Daily Memo: Europe Counts Its 2023 Airline Casualties So Far
At just a month into 2023, two European carriers—Flybe and Flyr—have already collapsed.
Is the much predicted and much delayed pandemic-driven wave of airline casualties finally here? With a Lufthansa deal to buy a minority stake in ITA finally moving forward and two airline collapses within a matter of days, it certainly seems as if it may be.
Ryanair CEO Michael O’Leary believes so, according to Reuters: “We are definitely, post-COVID, entering a four- or five-year period of consolidation,” O’Leary said Feb. 1.
His comments came the same day that Norwegian LCC Flyr grounded flights and filed for bankruptcy. The airline had launched just over a year and a half earlier in June 2021 and operated a fleet of six Boeing 737-8s and six 737-800s to domestic and European destinations.

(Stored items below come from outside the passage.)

//! Interpolation helpers shared by the steppers

/// Wrap a texture coordinate into [0, max_var)
///
///     use softraster::fix_var;
///     assert_eq!(fix_var(3.5, 4), 3);
///     assert_eq!(fix_var(4.0, 4), 0);
///     assert_eq!(fix_var(-0.5, 4), 3);
///
pub fn fix_var(var: f32, max_var: i32) -> i32 {
    let ivar = var.floor() as i32;
    let ret = ivar % max_var;
    if ret >= 0 {
        ret
    } else {
        ret + max_var
    }
}

/// Clamp a texture coordinate into [0, max_var)
pub fn clamp_var(var: f32, max_var: i32) -> i32 {
    (var.floor() as i32).max(0).min(max_var - 1)
}

/// Reflect a texture coordinate at each edge of [0, max_var)
pub fn mirror_var(var: f32, max_var: i32) -> i32 {
    let t = fix_var(var, 2 * max_var);
    if t >= max_var {
        2 * max_var - 1 - t
    } else {
        t
    }
}

/// Plane equation of an interpolated quantity
///
/// ```text
/// value = dx * x + dy * y + c
/// ```
///
/// with (x,y) measured from the first vertex of the triangle
#[derive(Debug,Default,Copy,Clone,PartialEq)]
pub struct Plane {
    /// Change per pixel in x
    pub dx: f32,
    /// Change per pixel in y
    pub dy: f32,
    /// Value at the first vertex
    pub c: f32,
}

impl Plane {
    /// Value at (x,y), relative to the first vertex
    pub fn eval(&self, x: f32, y: f32) -> f32 {
        self.dx * x + self.dy * y + self.c
    }
}

/// Determinants of a triangle with its first vertex at the origin
///
/// Computed once per triangle; each interpolated quantity is then solved
/// with Cramer's rule by [plane](#method.plane)
#[derive(Debug,Default,Copy,Clone)]
pub struct PlaneBasis {
    minor1: f32,
    minor2: f32,
    minor3: f32,
    y32: f32,
    y31: f32,
    y21: f32,
    x23: f32,
    x13: f32,
    x12: f32,
    det: f32,
}

impl PlaneBasis {
    /// Build from the vertex positions
    pub fn new(p1: (f32, f32), p2: (f32, f32), p3: (f32, f32)) -> Self {
        let (x1, y1) = (0.0, 0.0);
        let (x2, y2) = (p2.0 - p1.0, p2.1 - p1.1);
        let (x3, y3) = (p3.0 - p1.0, p3.1 - p1.1);

        let minor1 = x1 * y2 - x2 * y1;
        let minor2 = x1 * y3 - x3 * y1;
        let minor3 = x2 * y3 - x3 * y2;

        Self {
            minor1, minor2, minor3,
            y32: y3 - y2,
            y31: y3 - y1,
            y21: y2 - y1,
            x23: x2 - x3,
            x13: x1 - x3,
            x12: x1 - x2,
            det: minor3 - minor1 + minor2,
        }
    }
    /// Twice the signed area of the triangle
    pub fn det(&self) -> f32 {
        self.det
    }
    /// Return if the triangle has zero area
    pub fn is_degenerate(&self) -> bool {
        self.det == 0.0
    }
    /// Solve for the plane through values `u1`, `u2`, `u3` at the vertices
    ///
    /// A degenerate triangle yields an all zero plane
    pub fn plane(&self, u1: f32, u2: f32, u3: f32) -> Plane {
        if self.is_degenerate() {
            return Plane::default();
        }
        let det_u = u1 * self.minor3 - u2 * self.minor2 + u3 * self.minor1;
        let det_x = u1 * self.y32 - u2 * self.y31 + u3 * self.y21;
        let det_y = u1 * self.x23 - u2 * self.x13 + u3 * self.x12;
        Plane {
            dx: -det_x / self.det,
            dy: -det_y / self.det,
            c: det_u / self.det,
        }
    }
}

#[cfg(test)]
mod tests {
    use super::*;
    #[test]
    fn fix_var_wraps_negative() {
        assert_eq!(fix_var(-1.0, 4), 3);
        assert_eq!(fix_var(-4.0, 4), 0);
        assert_eq!(fix_var(-4.5, 4), 3);
        assert_eq!(fix_var(9.9, 4), 1);
    }
    #[test]
    fn clamp_and_mirror() {
        assert_eq!(clamp_var(-3.0, 4), 0);
        assert_eq!(clamp_var(7.0, 4), 3);
        assert_eq!(mirror_var(4.0, 4), 3);
        assert_eq!(mirror_var(7.5, 4), 0);
        assert_eq!(mirror_var(8.0, 4), 0);
        assert_eq!(mirror_var(-1.0, 4), 0);
    }
    #[test]
    fn plane_reproduces_vertex_values() {
        let b = PlaneBasis::new((2.0, 1.0), (10.0, 3.0), (4.0, 9.0));
        let p = b.plane(0.25, 1.0, -2.0);
        let close = |a: f32, b: f32| (a - b).abs() < 1e-5;
        assert!(close(p.eval(0.0, 0.0), 0.25));
        assert!(close(p.eval(8.0, 2.0), 1.0));
        assert!(close(p.eval(2.0, 8.0), -2.0));
    }
    #[test]
    fn degenerate_plane_is_zero() {
        let b = PlaneBasis::new((0.0, 0.0), (1.0, 1.0), (2.0, 2.0));
        assert!(b.is_degenerate());
        assert_eq!(b.plane(1.0, 2.0, 3.0), Plane::default());
    }
}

But a combination of the coronavirus pandemic and weak domestic demand were too much for the carrier, which struggled to withstand a backdrop of high oil prices and high inflation that has been making life difficult for all European airlines.
In late 2022 the airline set out a plan to slash costs by furloughing half its workforce and through a wet-lease deal. But that plan fell through after it failed to secure the necessary funding and ultimately Flyr’s efforts were not enough to save the airline.
Flyr’s collapse came just days after that of Flybe, whose latest incarnation, after an April 2022 relaunch, lasted less than a year. The UK regional airline went into administration Jan. 28. The administrator of the carrier, which operated a fleet of eight De Havilland Canada Dash 8-400 aircraft, cited the late delivery of 17 aircraft needed for its schedule, severely compromising its capacity and ability to remain competitive, as one of the factors leading to its demise.
At the other end of the European spectrum, the region’s strong and growing LCCs have been sounding an optimistic note as they unveiled their latest financial results over the past few days. EasyJet said it was on a path back to full-year profit and highlighted strong booking trends while Wizz Air reported a solid fare environment. Ryanair, meanwhile, said it operated 112% of its pre-pandemic capacity in the first nine months of 2023.
But the Dublin-based LCC nevertheless has one thing in common with Flybe—concerns over whether it will have enough aircraft capacity to keep up with its growth plans, albeit on a different scale.
Ryanair on Jan. 30 posted a net profit of €211 million ($230 million) for the three months to end December and highlighted growing market share in many markets along with a “robust” demand outlook. But the airline once again noted the question mark over deliveries of its 737-8200s.
Ryanair received 11 new 737-8200s during the last three months of 2022, taking the number to 84 in an overall fleet of 523 aircraft. The budget carrier has announced over 230 new routes for its fiscal 2024, which runs from April 2023 to March 2024, making for a total of 2,450 routes with 3,200 daily flights.
Ryanair is not planning to start retiring its older 737-800s until 2026, saying current growth opportunities mean it does not make sense to retire them yet, Ryanair Group CEO Michael O’Leary told Aviation Daily in a recent interview.
But the airline is basing its growth plan for fiscal 2024 on having 124 737 MAXs in its fleet for the peak summer 2023 season “although there is a risk (despite recent Boeing production improvements) that some of our ... deliveries could slip,” Ryanair said.
It may be frustrated that fleet growth cannot go faster, but Ryanair is firmly in the camp of European airlines that seem to have put the pandemic firmly behind them, posting strong market share gains, including an increase in Italy from 26% to 40% and confirming a recently raised profit outlook for its current fiscal year, which ends in March.
If O’Leary’s consolidation prediction turns out to be correct, the gap between those strong performers and the weaker carriers may become even more evident in the coming months.